▶ [WHAT YOU HAVE TO DO] Verbatim, and with nothing else, reproduce the data below from its first line through the line containing "use http_body_util::BodyExt;".

▶

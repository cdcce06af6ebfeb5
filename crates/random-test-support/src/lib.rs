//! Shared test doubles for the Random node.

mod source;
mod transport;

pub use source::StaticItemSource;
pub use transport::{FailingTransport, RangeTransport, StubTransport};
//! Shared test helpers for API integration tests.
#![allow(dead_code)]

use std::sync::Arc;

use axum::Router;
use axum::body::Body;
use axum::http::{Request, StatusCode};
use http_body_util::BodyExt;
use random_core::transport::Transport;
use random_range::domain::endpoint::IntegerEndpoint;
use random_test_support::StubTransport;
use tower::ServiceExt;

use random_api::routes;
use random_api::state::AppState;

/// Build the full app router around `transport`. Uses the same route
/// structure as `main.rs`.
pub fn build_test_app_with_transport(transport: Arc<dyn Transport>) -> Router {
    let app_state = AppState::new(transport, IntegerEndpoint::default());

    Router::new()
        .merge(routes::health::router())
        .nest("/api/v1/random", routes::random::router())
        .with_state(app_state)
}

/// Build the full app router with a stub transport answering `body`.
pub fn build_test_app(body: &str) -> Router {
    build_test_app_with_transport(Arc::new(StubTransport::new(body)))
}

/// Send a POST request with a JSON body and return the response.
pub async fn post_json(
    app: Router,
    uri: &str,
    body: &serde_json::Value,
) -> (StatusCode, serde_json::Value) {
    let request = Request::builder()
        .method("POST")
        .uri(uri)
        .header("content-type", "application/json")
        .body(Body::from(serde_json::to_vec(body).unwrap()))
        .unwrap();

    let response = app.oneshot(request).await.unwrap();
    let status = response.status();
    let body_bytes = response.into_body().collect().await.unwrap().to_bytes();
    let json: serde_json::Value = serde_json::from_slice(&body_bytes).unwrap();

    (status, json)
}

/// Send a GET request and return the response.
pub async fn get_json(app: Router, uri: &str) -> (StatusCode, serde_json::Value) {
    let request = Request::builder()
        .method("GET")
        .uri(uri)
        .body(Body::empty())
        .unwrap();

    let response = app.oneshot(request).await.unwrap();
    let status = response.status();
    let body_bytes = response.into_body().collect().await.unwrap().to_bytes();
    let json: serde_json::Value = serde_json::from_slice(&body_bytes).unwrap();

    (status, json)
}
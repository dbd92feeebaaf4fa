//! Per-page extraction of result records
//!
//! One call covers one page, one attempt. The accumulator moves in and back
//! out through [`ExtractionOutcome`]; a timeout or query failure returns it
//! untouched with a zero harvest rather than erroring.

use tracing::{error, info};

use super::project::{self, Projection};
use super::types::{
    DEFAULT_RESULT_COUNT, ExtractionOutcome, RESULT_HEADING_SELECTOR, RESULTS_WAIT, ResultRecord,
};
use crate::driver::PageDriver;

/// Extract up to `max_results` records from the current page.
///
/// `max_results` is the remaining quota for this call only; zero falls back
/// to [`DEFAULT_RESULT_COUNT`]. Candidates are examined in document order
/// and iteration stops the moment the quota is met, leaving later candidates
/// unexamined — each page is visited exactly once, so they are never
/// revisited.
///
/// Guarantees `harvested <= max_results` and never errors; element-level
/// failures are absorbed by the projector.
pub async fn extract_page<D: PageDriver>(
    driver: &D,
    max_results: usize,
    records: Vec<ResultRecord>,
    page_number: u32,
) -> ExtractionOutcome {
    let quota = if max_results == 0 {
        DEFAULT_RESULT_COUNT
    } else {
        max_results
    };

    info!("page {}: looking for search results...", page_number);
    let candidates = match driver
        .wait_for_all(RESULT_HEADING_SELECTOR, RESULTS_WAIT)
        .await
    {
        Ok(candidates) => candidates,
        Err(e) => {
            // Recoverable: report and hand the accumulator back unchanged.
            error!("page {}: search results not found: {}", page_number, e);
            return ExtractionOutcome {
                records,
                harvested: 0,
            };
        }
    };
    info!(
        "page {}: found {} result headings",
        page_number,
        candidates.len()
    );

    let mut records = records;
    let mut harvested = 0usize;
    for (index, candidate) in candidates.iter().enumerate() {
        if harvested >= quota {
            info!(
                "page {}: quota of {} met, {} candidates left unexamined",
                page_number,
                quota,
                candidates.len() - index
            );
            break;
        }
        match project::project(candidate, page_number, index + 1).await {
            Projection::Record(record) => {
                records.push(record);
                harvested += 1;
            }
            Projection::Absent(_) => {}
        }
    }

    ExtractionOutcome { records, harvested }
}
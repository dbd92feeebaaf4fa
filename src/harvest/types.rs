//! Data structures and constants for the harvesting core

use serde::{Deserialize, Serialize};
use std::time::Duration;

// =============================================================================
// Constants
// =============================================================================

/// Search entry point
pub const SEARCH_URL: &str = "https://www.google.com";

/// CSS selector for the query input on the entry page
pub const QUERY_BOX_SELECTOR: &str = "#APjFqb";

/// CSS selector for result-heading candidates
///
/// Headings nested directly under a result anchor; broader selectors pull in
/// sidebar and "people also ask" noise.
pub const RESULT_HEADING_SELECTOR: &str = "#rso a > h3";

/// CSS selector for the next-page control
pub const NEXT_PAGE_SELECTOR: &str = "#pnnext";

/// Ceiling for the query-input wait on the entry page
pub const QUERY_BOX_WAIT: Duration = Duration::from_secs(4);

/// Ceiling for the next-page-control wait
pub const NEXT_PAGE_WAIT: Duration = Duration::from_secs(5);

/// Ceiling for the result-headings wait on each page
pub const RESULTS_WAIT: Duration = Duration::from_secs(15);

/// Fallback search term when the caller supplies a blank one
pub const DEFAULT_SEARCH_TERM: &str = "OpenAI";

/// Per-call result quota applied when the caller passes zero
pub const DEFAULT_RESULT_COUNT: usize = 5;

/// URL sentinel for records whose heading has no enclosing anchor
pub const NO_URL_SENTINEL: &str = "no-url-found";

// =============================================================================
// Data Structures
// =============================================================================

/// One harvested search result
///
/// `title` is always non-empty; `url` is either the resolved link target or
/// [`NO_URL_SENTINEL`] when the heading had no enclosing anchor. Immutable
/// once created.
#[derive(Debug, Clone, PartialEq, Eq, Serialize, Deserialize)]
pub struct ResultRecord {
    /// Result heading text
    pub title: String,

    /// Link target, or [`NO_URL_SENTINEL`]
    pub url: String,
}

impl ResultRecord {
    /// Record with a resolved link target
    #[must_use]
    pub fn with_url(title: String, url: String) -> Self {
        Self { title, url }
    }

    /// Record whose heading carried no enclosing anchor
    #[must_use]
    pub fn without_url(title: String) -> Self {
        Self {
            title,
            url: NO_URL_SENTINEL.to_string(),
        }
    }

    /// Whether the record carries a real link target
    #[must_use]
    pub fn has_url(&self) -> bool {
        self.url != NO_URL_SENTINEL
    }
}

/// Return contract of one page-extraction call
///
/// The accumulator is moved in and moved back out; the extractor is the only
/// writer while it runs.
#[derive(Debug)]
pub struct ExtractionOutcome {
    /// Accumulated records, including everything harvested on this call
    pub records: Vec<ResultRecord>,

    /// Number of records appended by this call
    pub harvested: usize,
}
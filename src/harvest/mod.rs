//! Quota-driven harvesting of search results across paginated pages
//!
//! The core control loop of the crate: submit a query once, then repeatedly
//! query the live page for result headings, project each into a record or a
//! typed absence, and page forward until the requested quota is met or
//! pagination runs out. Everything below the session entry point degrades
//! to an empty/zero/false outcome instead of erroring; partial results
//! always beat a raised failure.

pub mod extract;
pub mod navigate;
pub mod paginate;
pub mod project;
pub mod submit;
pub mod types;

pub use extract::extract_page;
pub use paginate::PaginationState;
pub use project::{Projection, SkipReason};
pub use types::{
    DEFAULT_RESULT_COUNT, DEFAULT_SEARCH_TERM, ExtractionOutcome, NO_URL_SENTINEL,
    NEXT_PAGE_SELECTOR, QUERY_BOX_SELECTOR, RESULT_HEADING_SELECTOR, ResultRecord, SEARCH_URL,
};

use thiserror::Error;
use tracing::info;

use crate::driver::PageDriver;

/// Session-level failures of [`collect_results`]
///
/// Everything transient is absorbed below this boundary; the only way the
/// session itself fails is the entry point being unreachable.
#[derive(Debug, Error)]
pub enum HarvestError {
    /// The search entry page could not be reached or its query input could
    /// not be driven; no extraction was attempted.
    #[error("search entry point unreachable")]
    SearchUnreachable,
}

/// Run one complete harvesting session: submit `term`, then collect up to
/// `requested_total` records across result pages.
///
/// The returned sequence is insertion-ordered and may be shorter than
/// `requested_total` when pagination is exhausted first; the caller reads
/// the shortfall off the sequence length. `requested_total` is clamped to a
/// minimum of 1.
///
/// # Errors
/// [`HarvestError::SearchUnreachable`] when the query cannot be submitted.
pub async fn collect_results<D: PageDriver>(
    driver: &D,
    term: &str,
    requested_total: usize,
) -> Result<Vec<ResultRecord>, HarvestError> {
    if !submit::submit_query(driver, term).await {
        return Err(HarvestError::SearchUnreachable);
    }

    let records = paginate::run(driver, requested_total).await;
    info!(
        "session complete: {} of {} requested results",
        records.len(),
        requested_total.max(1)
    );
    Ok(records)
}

◀

▶ [EXERCISE OUTPUT]
repository cdcce06af6ebfeb5
filename crates/random-test-support/src/lib.rs
//! Shared test doubles for the Random node.

mod source;
mod transport;

pub use source::StaticItemSource;
pub use transport::{FailingTransport, RangeTransport, StubTransport};
//! Shared test helpers for API integration tests.
#![allow(dead_code)]

use std::sync::Arc;

use axum::Router;
use axum::body::Body;
use axum::http::{Request, StatusCode};
use http_body_util::BodyExt;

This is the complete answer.